Terrifying Video Shows Huge Great White Shark Circling Kayaker 5,000 Feet From Shore

An Australian fisherman feared he was "probably going to die" when a giant 13-foot-long great white shark began circling his kayak on Saturday.

"I just looked next to me and the shark was just gliding past, looking straight at me," Matthew Smith told 9 News after the close encounter, around a mile from Black Head Beach, in New South Wales, on the east coast of Australia.

"I did think that I was probably going to die," added Smith, who captured it all on video from his kayak.

The incident was also captured by a drone that his friend was controlling overhead.

His friend Nick O'Brien was forced to watch the potentially fatal encounter on screen from far away, as the shark circled Smith, before heading right for his bright green boat.

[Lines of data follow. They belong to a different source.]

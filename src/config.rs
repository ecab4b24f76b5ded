use nalgebra::{SMatrix, SVector};
use serde::{Deserialize, Serialize};
use std::path::Path;

use crate::error::SimError;
use crate::model::{Control, State, INPUT_DIM, STATE_DIM};

/// Physical constants of the rigid body, immutable per design or
/// simulation call.
#[derive(Debug, Clone, Copy, PartialEq, Serialize, Deserialize)]
pub struct PhysicalParams {
    /// Principal moment of inertia about the body x axis [kg m^2]
    pub ixx: f64,
    /// Principal moment of inertia about the body y axis [kg m^2]
    pub iyy: f64,
    /// Principal moment of inertia about the body z axis [kg m^2]
    pub izz: f64,
    /// Vehicle mass [kg]
    pub mass: f64,
    /// Gravitational acceleration [m/s^2]
    pub g: f64,
}

impl PhysicalParams {
    pub fn new(ixx: f64, iyy: f64, izz: f64, mass: f64, g: f64) -> Result<Self, SimError> {
        let params = Self {
            ixx,
            iyy,
            izz,
            mass,
            g,
        };
        params.validate()?;
        Ok(params)
    }

    pub fn validate(&self) -> Result<(), SimError> {
        for (name, value) in [
            ("Ixx", self.ixx),
            ("Iyy", self.iyy),
            ("Izz", self.izz),
            ("mass", self.mass),
            ("g", self.g),
        ] {
            if !(value.is_finite() && value > 0.0) {
                return Err(SimError::InvalidParameter(format!(
                    "{} must be positive and finite, got {}",
                    name, value
                )));
            }
        }
        Ok(())
    }

    /// Thrust that balances gravity at hover.
    pub fn hover_thrust(&self) -> f64 {
        self.mass * self.g
    }
}

impl Default for PhysicalParams {
    fn default() -> Self {
        Self {
            ixx: 0.0221,
            iyy: 0.0221,
            izz: 0.0366,
            mass: 1.0,
            g: 9.81,
        }
    }
}

/// LQR weight matrices. Q penalizes state deviation (PSD), R penalizes
/// control effort (PD, must be invertible).
#[derive(Debug, Clone, PartialEq)]
pub struct LqrWeights {
    pub q: SMatrix<f64, STATE_DIM, STATE_DIM>,
    pub r: SMatrix<f64, INPUT_DIM, INPUT_DIM>,
}

impl LqrWeights {
    pub fn new(
        q: SMatrix<f64, STATE_DIM, STATE_DIM>,
        r: SMatrix<f64, INPUT_DIM, INPUT_DIM>,
    ) -> Result<Self, SimError> {
        let weights = Self { q, r };
        weights.validate()?;
        Ok(weights)
    }

    /// Build diagonal weight matrices from slices of length 12 and 4.
    pub fn from_diagonals(q_diag: &[f64], r_diag: &[f64]) -> Result<Self, SimError> {
        if q_diag.len() != STATE_DIM {
            return Err(SimError::InvalidParameter(format!(
                "Q diagonal must have {} entries, got {}",
                STATE_DIM,
                q_diag.len()
            )));
        }
        if r_diag.len() != INPUT_DIM {
            return Err(SimError::InvalidParameter(format!(
                "R diagonal must have {} entries, got {}",
                INPUT_DIM,
                r_diag.len()
            )));
        }
        let q = SMatrix::from_diagonal(&SVector::<f64, STATE_DIM>::from_column_slice(q_diag));
        let r = SMatrix::from_diagonal(&SVector::<f64, INPUT_DIM>::from_column_slice(r_diag));
        Self::new(q, r)
    }

    pub fn validate(&self) -> Result<(), SimError> {
        if !self.q.iter().all(|x| x.is_finite()) || !self.r.iter().all(|x| x.is_finite()) {
            return Err(SimError::InvalidParameter(
                "Weight matrices must be finite".into(),
            ));
        }
        let tol = 1e-9;
        if (self.q - self.q.transpose()).abs().max() > tol {
            return Err(SimError::InvalidParameter("Q must be symmetric".into()));
        }
        if (self.r - self.r.transpose()).abs().max() > tol {
            return Err(SimError::InvalidParameter("R must be symmetric".into()));
        }
        // Invertibility of R is what the gain computation actually needs;
        // definiteness beyond that surfaces as a Riccati failure.
        if self.r.determinant().abs() < f64::EPSILON {
            return Err(SimError::InvalidParameter("R must be invertible".into()));
        }
        Ok(())
    }
}

impl Default for LqrWeights {
    fn default() -> Self {
        let q_diag = [10.0, 10.0, 10.0, 1.0, 1.0, 1.0, 10.0, 10.0, 10.0, 1.0, 1.0, 1.0];
        let r_diag = [1.0, 1.0, 1.0, 1.0];
        Self::from_diagonals(&q_diag, &r_diag).expect("default weights are well formed")
    }
}

/// A complete simulation scenario: plant parameters, cost weights, horizon
/// and initial condition, with an optional input disturbance.
///
/// Loadable from YAML; every field has the canonical hover default.
#[derive(Debug, Clone, Serialize, Deserialize)]
#[serde(default, deny_unknown_fields)]
pub struct ScenarioConfig {
    pub ixx: f64,
    pub iyy: f64,
    pub izz: f64,
    pub mass: f64,
    pub g: f64,
    /// Simulated time span [s]
    pub simulation_time: f64,
    /// Nominal step size [s]
    pub dt: f64,
    /// Initial state, 12 entries: [x, y, z, u, v, w, phi, theta, psi, p, q, r]
    pub initial_state: Vec<f64>,
    pub q_diag: Vec<f64>,
    pub r_diag: Vec<f64>,
    /// Simulated time at which the disturbance is injected [s]
    pub disturbance_time: Option<f64>,
    /// Input-space disturbance, 4 entries: [T, tau_x, tau_y, tau_z]
    pub disturbance: Option<Vec<f64>>,
}

impl Default for ScenarioConfig {
    fn default() -> Self {
        let params = PhysicalParams::default();
        Self {
            ixx: params.ixx,
            iyy: params.iyy,
            izz: params.izz,
            mass: params.mass,
            g: params.g,
            simulation_time: 15.0,
            dt: 0.01,
            initial_state: vec![0.0; STATE_DIM],
            q_diag: vec![10.0, 10.0, 10.0, 1.0, 1.0, 1.0, 10.0, 10.0, 10.0, 1.0, 1.0, 1.0],
            r_diag: vec![1.0, 1.0, 1.0, 1.0],
            disturbance_time: None,
            disturbance: None,
        }
    }
}

impl ScenarioConfig {
    pub fn from_yaml_file<P: AsRef<Path>>(path: P) -> Result<Self, SimError> {
        let contents = std::fs::read_to_string(path)?;
        Self::from_yaml_str(&contents)
    }

    pub fn from_yaml_str(contents: &str) -> Result<Self, SimError> {
        let config: Self = serde_yaml::from_str(contents)?;
        config.validate()?;
        Ok(config)
    }

    pub fn validate(&self) -> Result<(), SimError> {
        self.params()?;
        self.weights()?;
        self.initial_state()?;
        self.disturbance()?;
        if !(self.simulation_time.is_finite() && self.simulation_time > 0.0) {
            return Err(SimError::InvalidParameter(format!(
                "simulation_time must be positive, got {}",
                self.simulation_time
            )));
        }
        if !(self.dt.is_finite() && self.dt > 0.0) {
            return Err(SimError::InvalidParameter(format!(
                "dt must be positive, got {}",
                self.dt
            )));
        }
        Ok(())
    }

    pub fn params(&self) -> Result<PhysicalParams, SimError> {
        PhysicalParams::new(self.ixx, self.iyy, self.izz, self.mass, self.g)
    }

    pub fn weights(&self) -> Result<LqrWeights, SimError> {
        LqrWeights::from_diagonals(&self.q_diag, &self.r_diag)
    }

    pub fn initial_state(&self) -> Result<State, SimError> {
        if self.initial_state.len() != STATE_DIM {
            return Err(SimError::InvalidParameter(format!(
                "initial_state must have {} entries, got {}",
                STATE_DIM,
                self.initial_state.len()
            )));
        }
        Ok(State::from_column_slice(&self.initial_state))
    }

    /// The (time, vector) disturbance pair, if the scenario defines one.
    /// Both fields must be present together.
    pub fn disturbance(&self) -> Result<Option<(f64, Control)>, SimError> {
        match (self.disturbance_time, &self.disturbance) {
            (None, None) => Ok(None),
            (Some(time), Some(vector)) => {
                if !(time.is_finite() && time >= 0.0) {
                    return Err(SimError::InvalidParameter(format!(
                        "disturbance_time must be non-negative, got {}",
                        time
                    )));
                }
                if vector.len() != INPUT_DIM {
                    return Err(SimError::InvalidParameter(format!(
                        "disturbance must have {} entries, got {}",
                        INPUT_DIM,
                        vector.len()
                    )));
                }
                Ok(Some((time, Control::from_column_slice(vector))))
            }
            _ => Err(SimError::InvalidParameter(
                "disturbance_time and disturbance must be provided together".into(),
            )),
        }
    }
}

#[cfg(test)]
mod tests {
    use super::*;
    use pretty_assertions::assert_eq;

    #[test]
    fn default_params_are_canonical() {
        let params = PhysicalParams::default();
        assert_eq!(params.ixx, 0.0221);
        assert_eq!(params.izz, 0.0366);
        assert_eq!(params.hover_thrust(), 9.81);
    }

    #[test]
    fn rejects_non_positive_mass() {
        assert!(PhysicalParams::new(0.0221, 0.0221, 0.0366, 0.0, 9.81).is_err());
        assert!(PhysicalParams::new(0.0221, -0.1, 0.0366, 1.0, 9.81).is_err());
    }

    #[test]
    fn rejects_wrong_diagonal_lengths() {
        assert!(LqrWeights::from_diagonals(&[1.0; 11], &[1.0; 4]).is_err());
        assert!(LqrWeights::from_diagonals(&[1.0; 12], &[1.0; 3]).is_err());
        assert!(LqrWeights::from_diagonals(&[1.0; 12], &[1.0; 4]).is_ok());
    }

    #[test]
    fn rejects_singular_r() {
        let result = LqrWeights::from_diagonals(&[1.0; 12], &[1.0, 1.0, 0.0, 1.0]);
        assert!(matches!(result, Err(SimError::InvalidParameter(_))));
    }

    #[test]
    fn scenario_yaml_round_trip() {
        let yaml = "
ixx: 0.03
simulation_time: 5.0
dt: 0.02
disturbance_time: 2.0
disturbance: [1.0, 0.0, 0.0, 0.0]
";
        let config = ScenarioConfig::from_yaml_str(yaml).unwrap();
        assert_eq!(config.ixx, 0.03);
        // Unspecified fields keep the canonical defaults
        assert_eq!(config.izz, 0.0366);
        assert_eq!(config.initial_state.len(), 12);
        let (time, vector) = config.disturbance().unwrap().unwrap();
        assert_eq!(time, 2.0);
        assert_eq!(vector[0], 1.0);
    }

    #[test]
    fn scenario_rejects_lone_disturbance_time() {
        let config = ScenarioConfig {
            disturbance_time: Some(1.0),
            ..Default::default()
        };
        assert!(config.validate().is_err());
    }
}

"I just sort of started worrying, thinking, oh, hopefully this goes alright," O'Brien said.

The shark appeared curious about the kayak's sea anchor, Smith said, explaining that he quickly made the decision to dump that kit into the sea.

Fortunately, the enormous predator—possibly put off by the sound of the drone overhead—thought better of having a bite of Smith or his kayak.

Although shaken after the ordeal, Smith said he would continue fishing, only now he is going to need a bigger boat.

"The tinny [small open aluminium boat] might get wet for the next couple of weeks and the kayak might stay in the shed," said Smith.

No one in Australia was killed in a shark attack in 2019, but more people have been killed by attacks in 2020 than any other year since 1934, according to conservationists.

Seven people this year lost their lives as a result a shark encounters off the coast of Australia, with five occurring off Queensland and New South Wales, and two occurring off the south coast of Western Australia.

Great white shark
Aerial photo of a great white shark. A man off the coast of east Australia escaped a potential shark attack while fishing off shore at the weekend. JOSEPH PREZIOSO/AFP/Getty Images

"In Australia, [this year is] a bit of a blip," Culum Brown, a professor at Macquarie University's Department of Biological Sciences in Sydney told CNN.

"And in fact the long-term average is one – one fatality per year. So seven is a long way above that, there's no doubt."

Scientists say climate change could be the reason sharks are changing their behaviour, and going in search for food sources in colder climes.

Newsweek has contacted the National Oceanic and Atmospheric Administration (NOAA) Fisheries for comment on the increase in shark attacks.